面倒なことがあるとすれば、学園を卒業する年齢のハルトナイツが、私と共に国に帰ろうと思っているらしく学園に通っていることくらいだ。

 はっきり言って、迷惑である。
確かにハルトナイツのことは好きだし、婚約者にもなった。
 学園卒業後はレンブラント皇国に向かい、あちらの皇宮で皇太子妃教育を受けるつもりでもある。

 しかし、まるで見張られているようなのはごめんだ。
 私はどこかの誰かさんのように浮気をするつもりもないし、他の誰かを好きになる予定も今のところない。

 そう言ったら、眉を下げて情けなさそうな顔で「そんなつもりはないんだ」と弁解してきた。

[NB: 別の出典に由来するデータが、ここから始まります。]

/// A resource that stores the time since the previous tick.
#[derive(Copy, Clone, Debug, Default)]
pub struct DeltaTime(pub f32);

/// 單調時鐘在本 tick 開始時的讀數（毫秒）
#[derive(Copy, Clone, Debug, Default, PartialEq, Eq)]
pub struct NowMs(pub i64);

/// 已執行的 tick 數
#[derive(Copy, Clone, Debug, Default)]
pub struct Tick(pub u64);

 私を疑っているわけではなく、私が周囲に好かれているため、誰かに奪われてしまうのではないかと不安らしい。

 小さいとはいえ、皇国の皇太子殿下が何を情けないことを言っているんだか。

 それに、それって私が他の誰かに揺らぐって思ってるということと同じことだよね?
 自分の気持ちを信じてもらえてないってことに憮然とする。

 まぁ。ずっとハルトナイツの好き好きアピールを、政略的なものだと思ってた私が言うなって話だけどね。